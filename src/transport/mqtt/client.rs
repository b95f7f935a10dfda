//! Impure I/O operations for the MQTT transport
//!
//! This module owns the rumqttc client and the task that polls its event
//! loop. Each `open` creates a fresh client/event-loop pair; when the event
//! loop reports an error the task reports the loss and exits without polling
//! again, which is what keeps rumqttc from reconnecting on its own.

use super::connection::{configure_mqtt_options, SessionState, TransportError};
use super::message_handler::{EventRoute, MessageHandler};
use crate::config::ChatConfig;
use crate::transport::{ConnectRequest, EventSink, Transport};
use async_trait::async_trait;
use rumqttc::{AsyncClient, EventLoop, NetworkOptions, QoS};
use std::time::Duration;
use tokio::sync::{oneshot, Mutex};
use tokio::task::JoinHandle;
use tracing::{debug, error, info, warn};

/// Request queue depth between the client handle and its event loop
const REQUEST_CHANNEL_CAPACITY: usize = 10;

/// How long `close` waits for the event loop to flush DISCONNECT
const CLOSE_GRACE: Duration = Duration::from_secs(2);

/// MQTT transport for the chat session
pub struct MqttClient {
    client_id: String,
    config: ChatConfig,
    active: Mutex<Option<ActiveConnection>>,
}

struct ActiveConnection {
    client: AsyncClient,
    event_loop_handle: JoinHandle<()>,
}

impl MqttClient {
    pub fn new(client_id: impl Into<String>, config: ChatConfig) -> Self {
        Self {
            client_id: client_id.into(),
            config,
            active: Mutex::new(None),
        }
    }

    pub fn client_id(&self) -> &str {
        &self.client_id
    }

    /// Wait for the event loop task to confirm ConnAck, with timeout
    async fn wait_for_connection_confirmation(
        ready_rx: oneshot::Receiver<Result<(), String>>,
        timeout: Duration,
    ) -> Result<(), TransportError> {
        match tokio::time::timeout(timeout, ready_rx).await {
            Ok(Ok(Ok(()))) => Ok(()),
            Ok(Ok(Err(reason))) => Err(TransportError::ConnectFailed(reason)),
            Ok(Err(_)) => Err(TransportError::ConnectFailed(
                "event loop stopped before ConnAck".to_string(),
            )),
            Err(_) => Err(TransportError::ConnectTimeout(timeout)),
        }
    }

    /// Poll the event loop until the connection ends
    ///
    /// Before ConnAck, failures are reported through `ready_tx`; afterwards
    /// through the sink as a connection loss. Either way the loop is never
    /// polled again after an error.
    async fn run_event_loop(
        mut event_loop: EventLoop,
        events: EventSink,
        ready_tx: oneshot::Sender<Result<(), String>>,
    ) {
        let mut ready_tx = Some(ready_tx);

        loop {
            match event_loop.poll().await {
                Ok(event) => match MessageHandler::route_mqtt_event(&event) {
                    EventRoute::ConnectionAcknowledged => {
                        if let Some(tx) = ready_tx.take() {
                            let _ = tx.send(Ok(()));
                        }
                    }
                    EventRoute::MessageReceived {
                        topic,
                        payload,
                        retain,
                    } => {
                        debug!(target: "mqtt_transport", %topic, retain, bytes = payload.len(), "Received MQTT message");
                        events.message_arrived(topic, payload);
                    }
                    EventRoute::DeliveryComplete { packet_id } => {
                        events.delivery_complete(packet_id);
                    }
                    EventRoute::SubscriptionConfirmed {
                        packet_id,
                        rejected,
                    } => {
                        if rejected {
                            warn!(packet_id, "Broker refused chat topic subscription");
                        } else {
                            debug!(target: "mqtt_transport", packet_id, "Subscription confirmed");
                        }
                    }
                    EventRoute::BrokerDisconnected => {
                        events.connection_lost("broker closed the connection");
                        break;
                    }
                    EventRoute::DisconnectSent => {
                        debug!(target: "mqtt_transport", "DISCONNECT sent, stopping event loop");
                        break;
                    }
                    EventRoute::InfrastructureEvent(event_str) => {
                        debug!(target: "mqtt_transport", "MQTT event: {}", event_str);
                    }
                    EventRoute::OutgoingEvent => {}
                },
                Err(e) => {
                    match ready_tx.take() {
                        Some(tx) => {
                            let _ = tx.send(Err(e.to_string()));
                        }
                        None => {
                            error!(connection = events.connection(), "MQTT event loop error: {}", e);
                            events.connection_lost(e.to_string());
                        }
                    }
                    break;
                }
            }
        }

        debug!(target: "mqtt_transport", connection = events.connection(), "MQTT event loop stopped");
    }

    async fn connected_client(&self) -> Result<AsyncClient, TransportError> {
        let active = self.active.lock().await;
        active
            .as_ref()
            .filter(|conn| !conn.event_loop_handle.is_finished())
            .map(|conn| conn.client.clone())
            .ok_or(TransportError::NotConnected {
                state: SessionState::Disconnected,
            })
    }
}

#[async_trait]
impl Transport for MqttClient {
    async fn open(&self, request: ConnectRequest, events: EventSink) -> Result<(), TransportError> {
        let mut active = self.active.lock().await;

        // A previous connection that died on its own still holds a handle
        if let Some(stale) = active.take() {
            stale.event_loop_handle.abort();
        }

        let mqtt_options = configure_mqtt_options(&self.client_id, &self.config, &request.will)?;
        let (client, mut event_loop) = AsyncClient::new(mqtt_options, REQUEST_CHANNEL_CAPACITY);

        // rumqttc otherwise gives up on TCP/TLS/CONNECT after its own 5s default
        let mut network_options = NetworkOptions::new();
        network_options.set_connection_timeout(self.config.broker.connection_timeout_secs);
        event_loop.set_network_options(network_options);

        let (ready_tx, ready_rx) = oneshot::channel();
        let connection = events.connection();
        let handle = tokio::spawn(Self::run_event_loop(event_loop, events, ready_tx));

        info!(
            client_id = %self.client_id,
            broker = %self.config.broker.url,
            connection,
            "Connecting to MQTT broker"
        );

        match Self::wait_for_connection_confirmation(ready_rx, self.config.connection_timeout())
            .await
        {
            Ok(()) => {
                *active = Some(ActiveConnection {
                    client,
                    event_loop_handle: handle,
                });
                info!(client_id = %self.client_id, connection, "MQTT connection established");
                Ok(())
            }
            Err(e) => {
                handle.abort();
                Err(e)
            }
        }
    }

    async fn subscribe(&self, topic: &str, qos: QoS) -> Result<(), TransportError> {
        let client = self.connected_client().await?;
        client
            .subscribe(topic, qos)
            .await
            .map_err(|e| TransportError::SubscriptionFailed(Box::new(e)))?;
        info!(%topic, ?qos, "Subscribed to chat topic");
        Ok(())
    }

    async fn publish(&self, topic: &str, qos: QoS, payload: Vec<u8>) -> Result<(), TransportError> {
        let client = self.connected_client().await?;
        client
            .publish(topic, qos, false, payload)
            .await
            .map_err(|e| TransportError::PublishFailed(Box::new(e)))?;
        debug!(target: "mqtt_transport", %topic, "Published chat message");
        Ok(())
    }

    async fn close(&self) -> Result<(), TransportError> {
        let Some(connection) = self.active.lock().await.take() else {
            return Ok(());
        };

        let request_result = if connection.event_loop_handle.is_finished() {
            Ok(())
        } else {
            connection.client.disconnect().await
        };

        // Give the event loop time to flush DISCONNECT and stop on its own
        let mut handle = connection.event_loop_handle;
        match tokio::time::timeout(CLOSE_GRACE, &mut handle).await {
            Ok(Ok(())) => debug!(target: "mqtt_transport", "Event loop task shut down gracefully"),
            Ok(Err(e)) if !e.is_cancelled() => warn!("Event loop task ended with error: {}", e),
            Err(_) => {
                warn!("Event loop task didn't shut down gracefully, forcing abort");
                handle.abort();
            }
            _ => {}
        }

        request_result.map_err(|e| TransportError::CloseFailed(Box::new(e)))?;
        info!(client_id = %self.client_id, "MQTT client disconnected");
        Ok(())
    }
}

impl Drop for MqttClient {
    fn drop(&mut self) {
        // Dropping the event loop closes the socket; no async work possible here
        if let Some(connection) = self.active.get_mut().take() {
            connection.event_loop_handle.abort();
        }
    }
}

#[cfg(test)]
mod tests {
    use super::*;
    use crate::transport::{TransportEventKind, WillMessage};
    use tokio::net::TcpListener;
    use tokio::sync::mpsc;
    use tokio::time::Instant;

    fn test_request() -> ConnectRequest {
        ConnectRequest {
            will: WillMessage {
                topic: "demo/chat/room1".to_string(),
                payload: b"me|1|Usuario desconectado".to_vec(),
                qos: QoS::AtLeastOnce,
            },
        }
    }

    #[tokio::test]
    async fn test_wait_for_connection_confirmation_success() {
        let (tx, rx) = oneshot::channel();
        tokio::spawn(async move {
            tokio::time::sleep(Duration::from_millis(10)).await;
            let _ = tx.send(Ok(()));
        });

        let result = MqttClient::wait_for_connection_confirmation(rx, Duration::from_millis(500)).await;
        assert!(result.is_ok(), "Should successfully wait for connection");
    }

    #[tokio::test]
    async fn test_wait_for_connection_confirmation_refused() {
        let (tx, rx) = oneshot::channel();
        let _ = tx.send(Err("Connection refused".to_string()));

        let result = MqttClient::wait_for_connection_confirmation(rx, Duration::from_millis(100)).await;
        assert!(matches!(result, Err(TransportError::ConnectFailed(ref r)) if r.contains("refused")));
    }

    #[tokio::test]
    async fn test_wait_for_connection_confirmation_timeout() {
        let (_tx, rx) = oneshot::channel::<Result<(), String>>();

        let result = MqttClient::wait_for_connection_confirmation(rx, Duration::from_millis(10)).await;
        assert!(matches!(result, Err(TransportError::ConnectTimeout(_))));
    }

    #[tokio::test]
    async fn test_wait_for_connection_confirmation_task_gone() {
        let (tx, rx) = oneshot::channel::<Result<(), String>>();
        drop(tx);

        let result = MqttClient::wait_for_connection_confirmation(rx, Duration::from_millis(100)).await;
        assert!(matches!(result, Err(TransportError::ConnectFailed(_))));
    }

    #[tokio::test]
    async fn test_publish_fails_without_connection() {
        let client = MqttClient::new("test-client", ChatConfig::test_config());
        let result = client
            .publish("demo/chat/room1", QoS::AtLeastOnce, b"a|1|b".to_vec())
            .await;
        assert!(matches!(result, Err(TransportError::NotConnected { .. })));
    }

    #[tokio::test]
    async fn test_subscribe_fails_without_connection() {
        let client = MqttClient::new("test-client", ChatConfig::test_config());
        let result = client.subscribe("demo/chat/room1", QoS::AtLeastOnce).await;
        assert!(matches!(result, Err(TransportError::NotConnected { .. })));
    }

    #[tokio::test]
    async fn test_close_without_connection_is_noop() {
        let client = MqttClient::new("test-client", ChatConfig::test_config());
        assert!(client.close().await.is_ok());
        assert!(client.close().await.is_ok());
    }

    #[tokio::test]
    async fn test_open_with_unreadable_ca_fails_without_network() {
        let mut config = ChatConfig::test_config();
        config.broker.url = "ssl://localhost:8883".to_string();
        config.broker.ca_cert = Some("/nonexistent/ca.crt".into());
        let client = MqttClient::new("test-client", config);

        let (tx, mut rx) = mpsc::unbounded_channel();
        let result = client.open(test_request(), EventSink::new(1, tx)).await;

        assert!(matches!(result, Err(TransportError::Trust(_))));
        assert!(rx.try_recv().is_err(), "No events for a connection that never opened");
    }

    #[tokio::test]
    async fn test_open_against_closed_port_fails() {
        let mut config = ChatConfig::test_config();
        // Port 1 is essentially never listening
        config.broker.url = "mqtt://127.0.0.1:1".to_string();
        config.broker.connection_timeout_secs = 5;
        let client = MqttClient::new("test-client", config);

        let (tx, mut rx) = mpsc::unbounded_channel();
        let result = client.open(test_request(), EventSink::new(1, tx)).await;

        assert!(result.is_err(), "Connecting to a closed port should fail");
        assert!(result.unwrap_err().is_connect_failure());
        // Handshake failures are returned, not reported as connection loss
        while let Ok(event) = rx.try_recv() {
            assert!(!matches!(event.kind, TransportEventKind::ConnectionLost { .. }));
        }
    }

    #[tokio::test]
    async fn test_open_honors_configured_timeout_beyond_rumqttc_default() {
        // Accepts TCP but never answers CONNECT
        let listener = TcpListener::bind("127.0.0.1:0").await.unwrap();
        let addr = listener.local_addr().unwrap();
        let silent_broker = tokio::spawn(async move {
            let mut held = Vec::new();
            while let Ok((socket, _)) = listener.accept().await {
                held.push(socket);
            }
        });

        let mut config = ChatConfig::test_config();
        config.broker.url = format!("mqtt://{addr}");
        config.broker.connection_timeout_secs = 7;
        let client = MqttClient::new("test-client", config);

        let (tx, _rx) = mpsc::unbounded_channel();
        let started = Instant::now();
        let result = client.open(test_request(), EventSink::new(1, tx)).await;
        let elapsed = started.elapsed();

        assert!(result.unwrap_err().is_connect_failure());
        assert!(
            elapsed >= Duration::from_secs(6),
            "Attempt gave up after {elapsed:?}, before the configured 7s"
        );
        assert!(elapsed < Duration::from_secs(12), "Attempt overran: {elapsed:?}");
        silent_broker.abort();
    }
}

--

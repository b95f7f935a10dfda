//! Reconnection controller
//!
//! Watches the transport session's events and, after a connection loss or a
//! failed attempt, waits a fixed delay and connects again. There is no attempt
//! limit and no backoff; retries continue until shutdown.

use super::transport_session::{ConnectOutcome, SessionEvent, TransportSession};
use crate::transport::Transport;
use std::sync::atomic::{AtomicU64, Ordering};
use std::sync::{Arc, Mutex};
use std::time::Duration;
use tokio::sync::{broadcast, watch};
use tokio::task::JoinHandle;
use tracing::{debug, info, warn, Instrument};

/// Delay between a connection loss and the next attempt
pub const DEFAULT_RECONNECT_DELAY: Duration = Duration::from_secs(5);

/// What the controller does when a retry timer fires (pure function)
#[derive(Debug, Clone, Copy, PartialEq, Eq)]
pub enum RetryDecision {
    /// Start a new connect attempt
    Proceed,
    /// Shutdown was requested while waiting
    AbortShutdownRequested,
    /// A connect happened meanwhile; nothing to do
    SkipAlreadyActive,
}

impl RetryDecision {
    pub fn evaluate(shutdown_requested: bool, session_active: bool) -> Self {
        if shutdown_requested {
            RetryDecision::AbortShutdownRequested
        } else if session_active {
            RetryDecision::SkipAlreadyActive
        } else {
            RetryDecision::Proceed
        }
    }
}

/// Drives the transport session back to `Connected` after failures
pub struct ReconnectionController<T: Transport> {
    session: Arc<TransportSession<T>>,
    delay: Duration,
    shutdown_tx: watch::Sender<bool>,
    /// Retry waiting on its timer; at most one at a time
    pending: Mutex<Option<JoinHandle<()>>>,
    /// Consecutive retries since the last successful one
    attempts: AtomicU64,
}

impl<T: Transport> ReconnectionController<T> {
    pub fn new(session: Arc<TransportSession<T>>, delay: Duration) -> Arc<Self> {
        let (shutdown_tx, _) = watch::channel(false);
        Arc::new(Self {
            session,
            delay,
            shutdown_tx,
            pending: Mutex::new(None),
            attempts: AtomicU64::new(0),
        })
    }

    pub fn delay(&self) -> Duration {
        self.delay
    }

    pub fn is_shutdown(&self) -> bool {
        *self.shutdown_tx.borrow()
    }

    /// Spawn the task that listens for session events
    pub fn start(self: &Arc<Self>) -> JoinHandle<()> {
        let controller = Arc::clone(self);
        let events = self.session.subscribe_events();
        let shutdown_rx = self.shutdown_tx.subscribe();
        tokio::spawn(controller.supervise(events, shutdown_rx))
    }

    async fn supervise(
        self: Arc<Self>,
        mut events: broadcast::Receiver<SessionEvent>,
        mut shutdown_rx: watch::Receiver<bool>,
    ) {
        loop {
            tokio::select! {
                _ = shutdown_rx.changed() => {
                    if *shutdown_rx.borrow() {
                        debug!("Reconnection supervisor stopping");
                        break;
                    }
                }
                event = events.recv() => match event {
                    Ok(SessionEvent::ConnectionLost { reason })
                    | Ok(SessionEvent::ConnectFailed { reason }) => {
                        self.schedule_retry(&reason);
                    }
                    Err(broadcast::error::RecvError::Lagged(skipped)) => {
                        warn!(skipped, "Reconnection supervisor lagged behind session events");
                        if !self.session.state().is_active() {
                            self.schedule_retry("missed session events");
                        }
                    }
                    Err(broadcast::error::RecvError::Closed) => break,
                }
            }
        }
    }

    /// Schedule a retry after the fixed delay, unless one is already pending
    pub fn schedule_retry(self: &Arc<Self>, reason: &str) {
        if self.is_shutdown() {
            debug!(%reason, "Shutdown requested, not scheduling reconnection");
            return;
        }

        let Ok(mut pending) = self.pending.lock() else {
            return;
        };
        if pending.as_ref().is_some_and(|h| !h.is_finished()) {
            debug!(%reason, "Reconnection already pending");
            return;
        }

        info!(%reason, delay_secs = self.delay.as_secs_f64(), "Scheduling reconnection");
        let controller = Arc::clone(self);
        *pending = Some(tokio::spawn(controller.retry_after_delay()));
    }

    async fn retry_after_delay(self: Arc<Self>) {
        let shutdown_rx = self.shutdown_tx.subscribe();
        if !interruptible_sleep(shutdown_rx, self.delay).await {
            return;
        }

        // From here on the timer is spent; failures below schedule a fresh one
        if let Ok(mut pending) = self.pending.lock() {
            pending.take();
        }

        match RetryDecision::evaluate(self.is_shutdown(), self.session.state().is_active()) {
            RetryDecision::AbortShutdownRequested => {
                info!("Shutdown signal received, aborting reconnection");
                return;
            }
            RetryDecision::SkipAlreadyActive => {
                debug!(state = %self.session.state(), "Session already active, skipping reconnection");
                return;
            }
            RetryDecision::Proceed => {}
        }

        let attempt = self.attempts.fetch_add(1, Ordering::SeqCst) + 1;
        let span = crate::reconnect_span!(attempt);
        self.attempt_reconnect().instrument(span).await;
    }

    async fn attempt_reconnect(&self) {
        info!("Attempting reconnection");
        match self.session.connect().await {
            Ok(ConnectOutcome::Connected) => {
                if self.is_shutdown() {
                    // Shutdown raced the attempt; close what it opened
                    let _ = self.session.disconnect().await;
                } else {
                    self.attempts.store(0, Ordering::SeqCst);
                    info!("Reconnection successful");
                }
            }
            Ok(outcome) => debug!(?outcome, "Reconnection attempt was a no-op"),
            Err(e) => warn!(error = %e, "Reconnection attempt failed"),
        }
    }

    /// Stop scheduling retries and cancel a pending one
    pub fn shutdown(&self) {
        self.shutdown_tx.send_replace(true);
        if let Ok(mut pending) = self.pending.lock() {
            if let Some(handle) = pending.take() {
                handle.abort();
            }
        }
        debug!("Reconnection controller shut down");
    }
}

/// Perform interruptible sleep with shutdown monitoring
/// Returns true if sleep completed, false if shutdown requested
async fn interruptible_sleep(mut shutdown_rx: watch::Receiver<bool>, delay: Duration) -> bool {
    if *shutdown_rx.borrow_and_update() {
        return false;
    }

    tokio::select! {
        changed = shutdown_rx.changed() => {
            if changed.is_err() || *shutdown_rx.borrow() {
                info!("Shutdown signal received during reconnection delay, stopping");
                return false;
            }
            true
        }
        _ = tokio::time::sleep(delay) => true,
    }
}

---

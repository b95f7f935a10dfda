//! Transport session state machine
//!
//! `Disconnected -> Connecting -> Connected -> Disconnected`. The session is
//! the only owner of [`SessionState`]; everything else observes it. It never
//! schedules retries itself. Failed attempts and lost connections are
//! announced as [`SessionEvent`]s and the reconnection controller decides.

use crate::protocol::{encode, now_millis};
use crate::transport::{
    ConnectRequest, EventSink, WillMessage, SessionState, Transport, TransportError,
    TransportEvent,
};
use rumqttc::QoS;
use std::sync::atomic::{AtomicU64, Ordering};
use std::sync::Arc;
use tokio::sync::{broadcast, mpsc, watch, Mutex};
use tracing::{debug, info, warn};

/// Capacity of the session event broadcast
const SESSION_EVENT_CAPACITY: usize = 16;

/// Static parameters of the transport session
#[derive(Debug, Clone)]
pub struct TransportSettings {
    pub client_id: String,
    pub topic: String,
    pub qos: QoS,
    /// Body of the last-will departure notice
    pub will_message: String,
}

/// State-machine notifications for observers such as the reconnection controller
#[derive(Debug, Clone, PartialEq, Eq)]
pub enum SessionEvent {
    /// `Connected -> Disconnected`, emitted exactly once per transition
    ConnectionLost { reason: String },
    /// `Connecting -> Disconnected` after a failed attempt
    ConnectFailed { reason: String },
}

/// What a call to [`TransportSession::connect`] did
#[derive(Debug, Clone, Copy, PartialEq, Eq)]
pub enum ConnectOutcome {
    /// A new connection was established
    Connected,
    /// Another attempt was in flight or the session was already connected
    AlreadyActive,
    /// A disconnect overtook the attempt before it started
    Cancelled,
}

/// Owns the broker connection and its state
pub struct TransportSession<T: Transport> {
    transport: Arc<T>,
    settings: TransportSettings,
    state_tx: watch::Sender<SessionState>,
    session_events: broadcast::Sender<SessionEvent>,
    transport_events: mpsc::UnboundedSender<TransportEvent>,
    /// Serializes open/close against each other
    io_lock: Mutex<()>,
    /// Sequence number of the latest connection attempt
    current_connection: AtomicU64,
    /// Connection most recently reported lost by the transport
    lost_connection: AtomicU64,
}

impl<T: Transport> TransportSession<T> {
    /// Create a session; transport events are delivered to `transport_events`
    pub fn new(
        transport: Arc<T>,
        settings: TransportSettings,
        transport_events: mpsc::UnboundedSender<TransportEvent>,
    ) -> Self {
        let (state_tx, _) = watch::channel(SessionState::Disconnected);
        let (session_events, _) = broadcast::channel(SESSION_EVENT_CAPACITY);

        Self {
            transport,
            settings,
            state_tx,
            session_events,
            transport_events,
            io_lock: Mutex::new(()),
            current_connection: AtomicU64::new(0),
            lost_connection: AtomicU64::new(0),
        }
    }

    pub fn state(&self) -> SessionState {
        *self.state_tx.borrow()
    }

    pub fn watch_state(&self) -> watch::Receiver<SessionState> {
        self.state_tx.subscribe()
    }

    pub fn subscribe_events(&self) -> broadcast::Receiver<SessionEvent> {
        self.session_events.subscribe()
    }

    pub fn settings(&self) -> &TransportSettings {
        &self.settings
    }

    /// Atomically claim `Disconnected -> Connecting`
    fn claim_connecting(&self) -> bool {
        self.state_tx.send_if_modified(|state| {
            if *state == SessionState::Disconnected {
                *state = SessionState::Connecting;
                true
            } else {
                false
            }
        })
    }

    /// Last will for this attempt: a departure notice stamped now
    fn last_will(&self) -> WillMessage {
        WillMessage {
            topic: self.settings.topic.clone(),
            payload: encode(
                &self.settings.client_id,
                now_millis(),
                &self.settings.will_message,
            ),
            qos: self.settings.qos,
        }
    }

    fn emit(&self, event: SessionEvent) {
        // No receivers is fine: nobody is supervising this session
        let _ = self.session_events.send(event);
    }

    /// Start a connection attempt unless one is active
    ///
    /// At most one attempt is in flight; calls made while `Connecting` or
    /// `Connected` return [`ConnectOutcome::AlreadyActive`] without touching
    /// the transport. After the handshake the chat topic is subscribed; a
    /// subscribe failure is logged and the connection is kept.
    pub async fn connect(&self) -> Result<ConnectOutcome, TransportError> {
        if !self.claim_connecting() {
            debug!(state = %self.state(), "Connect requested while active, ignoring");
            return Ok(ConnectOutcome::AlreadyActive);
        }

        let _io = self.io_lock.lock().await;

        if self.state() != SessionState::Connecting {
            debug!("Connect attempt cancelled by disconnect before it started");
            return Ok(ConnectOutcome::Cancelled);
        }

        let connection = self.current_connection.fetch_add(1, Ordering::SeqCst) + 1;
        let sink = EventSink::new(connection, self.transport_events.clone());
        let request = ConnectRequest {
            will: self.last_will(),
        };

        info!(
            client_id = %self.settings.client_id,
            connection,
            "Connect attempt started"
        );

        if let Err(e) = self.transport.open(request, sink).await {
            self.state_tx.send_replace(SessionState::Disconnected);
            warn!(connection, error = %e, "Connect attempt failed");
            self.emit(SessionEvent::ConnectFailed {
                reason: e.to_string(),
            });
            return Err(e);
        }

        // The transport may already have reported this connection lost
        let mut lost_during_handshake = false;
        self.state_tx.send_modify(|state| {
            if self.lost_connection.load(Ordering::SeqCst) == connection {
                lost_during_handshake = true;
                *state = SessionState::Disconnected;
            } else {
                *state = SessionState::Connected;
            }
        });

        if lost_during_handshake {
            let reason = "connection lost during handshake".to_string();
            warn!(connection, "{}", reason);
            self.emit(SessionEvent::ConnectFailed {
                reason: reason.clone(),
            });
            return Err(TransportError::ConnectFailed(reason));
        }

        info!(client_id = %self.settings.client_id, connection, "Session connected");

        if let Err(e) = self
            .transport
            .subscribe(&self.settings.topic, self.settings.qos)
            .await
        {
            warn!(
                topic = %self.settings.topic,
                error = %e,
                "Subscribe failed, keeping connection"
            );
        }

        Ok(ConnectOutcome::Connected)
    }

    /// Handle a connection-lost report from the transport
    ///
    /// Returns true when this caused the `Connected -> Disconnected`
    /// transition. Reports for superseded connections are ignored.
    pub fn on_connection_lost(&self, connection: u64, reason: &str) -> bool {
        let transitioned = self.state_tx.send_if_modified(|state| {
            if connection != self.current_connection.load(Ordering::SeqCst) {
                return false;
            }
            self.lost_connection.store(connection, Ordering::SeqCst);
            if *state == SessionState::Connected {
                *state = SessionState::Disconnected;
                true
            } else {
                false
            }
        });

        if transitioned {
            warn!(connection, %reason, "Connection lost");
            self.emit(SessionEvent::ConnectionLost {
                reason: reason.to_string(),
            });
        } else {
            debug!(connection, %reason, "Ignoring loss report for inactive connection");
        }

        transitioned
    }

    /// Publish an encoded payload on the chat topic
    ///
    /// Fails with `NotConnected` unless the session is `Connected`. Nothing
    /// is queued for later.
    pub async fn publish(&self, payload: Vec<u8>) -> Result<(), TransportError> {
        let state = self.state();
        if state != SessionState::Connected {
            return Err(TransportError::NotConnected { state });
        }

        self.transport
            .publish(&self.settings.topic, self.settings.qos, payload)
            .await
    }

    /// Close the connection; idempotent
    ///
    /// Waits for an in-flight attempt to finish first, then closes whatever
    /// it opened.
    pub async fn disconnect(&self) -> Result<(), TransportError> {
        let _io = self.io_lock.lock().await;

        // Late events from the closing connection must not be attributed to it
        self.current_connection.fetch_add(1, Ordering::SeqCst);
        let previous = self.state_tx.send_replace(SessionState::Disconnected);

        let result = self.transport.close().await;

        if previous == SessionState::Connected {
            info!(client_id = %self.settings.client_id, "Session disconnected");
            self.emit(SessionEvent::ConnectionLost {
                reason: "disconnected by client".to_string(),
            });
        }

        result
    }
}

TASK TO COMPLETE - Return each line of the material above that holds the string "started".

WRITTEN ANSWER -
        let started = Instant::now();
        let elapsed = started.elapsed();
    /// A disconnect overtook the attempt before it started
            debug!("Connect attempt cancelled by disconnect before it started");
            "Connect attempt started"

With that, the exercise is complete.